*** Opening Materials provided ***

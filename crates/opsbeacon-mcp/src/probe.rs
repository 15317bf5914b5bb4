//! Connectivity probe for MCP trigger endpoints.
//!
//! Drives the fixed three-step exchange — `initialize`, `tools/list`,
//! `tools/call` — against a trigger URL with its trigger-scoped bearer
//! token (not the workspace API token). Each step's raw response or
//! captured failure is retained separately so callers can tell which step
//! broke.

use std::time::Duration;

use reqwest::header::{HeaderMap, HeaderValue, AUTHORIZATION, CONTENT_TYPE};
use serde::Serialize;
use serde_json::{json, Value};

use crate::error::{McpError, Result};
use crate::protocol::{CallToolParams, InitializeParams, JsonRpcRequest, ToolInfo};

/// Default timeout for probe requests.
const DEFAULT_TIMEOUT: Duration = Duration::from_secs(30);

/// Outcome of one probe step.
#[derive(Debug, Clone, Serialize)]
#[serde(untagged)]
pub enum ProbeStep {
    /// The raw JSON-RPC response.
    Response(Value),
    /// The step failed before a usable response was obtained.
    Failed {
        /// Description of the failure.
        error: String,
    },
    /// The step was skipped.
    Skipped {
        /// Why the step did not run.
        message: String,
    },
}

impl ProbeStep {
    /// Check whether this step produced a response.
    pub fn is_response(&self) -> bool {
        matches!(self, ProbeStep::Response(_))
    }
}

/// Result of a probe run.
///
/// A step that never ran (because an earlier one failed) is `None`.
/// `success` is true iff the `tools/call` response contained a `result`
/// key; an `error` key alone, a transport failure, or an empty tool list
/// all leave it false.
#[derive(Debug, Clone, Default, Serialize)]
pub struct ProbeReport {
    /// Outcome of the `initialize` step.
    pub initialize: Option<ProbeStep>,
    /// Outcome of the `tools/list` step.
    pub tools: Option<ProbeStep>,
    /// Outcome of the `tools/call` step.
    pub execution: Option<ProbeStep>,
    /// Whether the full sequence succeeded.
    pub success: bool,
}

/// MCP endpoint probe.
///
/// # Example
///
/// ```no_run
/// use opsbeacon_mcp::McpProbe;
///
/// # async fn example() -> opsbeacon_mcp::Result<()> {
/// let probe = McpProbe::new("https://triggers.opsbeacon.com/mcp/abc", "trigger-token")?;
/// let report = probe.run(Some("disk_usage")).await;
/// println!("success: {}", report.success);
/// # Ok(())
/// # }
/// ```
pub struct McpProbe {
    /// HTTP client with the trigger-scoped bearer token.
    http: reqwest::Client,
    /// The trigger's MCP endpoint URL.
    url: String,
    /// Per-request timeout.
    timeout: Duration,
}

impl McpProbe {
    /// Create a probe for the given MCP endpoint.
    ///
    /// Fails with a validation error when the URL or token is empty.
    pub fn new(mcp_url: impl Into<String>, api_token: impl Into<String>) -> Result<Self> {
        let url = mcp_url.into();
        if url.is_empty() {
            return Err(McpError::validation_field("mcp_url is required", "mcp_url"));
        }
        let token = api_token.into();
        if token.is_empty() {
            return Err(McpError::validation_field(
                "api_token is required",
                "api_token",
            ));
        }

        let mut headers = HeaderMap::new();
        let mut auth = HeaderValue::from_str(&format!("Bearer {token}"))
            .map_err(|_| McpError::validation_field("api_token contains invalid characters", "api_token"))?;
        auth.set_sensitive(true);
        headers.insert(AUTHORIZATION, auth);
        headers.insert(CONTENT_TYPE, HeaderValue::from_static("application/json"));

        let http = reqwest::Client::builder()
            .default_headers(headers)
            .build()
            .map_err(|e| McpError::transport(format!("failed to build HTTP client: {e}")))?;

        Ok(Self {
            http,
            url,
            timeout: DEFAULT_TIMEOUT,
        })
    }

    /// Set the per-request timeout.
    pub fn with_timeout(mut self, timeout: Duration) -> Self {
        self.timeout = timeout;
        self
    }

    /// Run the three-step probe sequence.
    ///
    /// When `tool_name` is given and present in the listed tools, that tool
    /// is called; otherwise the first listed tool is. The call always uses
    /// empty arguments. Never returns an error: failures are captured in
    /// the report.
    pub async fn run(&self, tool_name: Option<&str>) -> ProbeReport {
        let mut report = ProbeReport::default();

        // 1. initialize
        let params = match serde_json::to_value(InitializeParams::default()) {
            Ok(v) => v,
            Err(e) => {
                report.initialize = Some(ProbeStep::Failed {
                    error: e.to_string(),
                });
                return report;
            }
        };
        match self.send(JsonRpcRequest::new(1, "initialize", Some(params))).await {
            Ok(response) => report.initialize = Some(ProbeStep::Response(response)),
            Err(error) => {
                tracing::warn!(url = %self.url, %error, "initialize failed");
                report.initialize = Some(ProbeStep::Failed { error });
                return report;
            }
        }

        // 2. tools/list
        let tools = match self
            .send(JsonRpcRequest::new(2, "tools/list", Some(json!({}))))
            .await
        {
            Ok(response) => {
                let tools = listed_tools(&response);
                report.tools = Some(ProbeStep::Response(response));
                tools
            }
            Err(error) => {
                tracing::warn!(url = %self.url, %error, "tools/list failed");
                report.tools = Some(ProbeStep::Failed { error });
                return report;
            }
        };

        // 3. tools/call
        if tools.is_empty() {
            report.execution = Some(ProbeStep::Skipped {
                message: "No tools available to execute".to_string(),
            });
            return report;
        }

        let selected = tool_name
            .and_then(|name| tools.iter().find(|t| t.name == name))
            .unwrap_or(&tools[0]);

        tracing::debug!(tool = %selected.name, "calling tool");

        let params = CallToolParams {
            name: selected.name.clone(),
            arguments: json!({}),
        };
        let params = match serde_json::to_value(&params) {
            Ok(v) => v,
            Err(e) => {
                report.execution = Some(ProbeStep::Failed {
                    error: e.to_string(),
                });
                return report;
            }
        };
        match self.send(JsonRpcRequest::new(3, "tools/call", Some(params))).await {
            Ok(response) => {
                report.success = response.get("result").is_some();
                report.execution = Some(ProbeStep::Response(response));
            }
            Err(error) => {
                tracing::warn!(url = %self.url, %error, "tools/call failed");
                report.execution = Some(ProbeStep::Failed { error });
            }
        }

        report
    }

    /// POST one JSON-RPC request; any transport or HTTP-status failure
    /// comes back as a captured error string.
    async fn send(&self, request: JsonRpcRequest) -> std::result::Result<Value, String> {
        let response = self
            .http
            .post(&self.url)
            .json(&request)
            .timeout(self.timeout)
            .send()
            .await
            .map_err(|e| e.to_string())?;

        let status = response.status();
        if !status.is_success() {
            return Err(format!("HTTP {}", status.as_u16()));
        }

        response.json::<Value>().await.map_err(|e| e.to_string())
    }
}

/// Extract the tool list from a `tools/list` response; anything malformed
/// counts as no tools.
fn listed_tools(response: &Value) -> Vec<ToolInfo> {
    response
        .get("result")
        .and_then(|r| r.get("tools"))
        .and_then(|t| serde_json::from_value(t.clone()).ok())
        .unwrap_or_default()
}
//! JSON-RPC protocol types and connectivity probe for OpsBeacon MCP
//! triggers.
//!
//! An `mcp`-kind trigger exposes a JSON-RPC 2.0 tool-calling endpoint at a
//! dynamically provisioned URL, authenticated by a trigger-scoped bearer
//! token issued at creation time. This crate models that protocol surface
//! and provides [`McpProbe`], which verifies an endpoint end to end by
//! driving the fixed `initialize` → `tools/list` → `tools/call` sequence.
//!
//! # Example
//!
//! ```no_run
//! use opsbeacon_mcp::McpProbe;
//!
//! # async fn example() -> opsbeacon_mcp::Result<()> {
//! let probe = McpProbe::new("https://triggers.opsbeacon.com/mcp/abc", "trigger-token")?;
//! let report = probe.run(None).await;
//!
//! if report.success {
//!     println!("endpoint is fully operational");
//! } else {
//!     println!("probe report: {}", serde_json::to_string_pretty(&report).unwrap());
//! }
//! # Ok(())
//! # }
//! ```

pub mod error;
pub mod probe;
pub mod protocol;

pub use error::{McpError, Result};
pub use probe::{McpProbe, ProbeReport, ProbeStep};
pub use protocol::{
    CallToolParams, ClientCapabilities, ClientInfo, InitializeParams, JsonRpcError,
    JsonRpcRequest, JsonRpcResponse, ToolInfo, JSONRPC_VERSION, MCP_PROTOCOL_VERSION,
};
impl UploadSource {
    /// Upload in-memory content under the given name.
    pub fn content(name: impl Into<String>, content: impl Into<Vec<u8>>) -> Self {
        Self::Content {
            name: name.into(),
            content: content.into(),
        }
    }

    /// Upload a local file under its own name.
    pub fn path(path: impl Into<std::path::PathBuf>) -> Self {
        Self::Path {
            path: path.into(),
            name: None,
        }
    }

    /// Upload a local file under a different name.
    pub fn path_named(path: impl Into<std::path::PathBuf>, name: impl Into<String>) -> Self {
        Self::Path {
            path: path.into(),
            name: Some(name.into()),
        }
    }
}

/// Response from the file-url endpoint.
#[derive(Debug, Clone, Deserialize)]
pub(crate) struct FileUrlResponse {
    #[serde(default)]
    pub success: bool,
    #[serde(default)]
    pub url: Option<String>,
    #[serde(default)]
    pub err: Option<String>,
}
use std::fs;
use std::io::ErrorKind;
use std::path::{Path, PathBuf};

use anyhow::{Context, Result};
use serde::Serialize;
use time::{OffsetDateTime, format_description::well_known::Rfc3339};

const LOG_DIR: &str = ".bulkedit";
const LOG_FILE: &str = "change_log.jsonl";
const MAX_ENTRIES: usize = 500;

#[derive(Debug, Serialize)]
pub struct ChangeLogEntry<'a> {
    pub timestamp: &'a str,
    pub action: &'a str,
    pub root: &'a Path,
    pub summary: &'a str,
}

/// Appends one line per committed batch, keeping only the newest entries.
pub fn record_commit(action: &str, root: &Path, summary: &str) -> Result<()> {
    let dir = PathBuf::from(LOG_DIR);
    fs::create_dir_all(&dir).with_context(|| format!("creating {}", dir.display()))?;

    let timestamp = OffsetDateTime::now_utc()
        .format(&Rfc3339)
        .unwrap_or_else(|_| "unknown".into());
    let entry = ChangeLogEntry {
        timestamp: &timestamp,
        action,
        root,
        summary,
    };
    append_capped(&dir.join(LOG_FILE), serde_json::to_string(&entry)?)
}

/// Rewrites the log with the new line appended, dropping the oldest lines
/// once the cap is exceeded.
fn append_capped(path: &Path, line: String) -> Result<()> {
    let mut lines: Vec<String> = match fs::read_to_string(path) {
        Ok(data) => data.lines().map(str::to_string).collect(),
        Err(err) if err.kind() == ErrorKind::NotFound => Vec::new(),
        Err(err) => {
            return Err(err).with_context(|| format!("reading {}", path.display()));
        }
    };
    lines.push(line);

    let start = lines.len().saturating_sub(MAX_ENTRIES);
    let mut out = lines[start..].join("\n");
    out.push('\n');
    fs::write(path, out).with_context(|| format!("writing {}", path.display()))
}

*** Closing Materials provided ***

Lines from the one containing "let timestamp = OffsetDateTime::now_utc()" through the final line of the material should be set down exactly, and no other lines.

    let timestamp = OffsetDateTime::now_utc()
        .format(&Rfc3339)
        .unwrap_or_else(|_| "unknown".into());
    let entry = ChangeLogEntry {
        timestamp: &timestamp,
        action,
        root,
        summary,
    };
    append_capped(&dir.join(LOG_FILE), serde_json::to_string(&entry)?)
}

/// Rewrites the log with the new line appended, dropping the oldest lines
/// once the cap is exceeded.
fn append_capped(path: &Path, line: String) -> Result<()> {
    let mut lines: Vec<String> = match fs::read_to_string(path) {
        Ok(data) => data.lines().map(str::to_string).collect(),
        Err(err) if err.kind() == ErrorKind::NotFound => Vec::new(),
        Err(err) => {
            return Err(err).with_context(|| format!("reading {}", path.display()));
        }
    };
    lines.push(line);

    let start = lines.len().saturating_sub(MAX_ENTRIES);
    let mut out = lines[start..].join("\n");
    out.push('\n');
    fs::write(path, out).with_context(|| format!("writing {}", path.display()))
}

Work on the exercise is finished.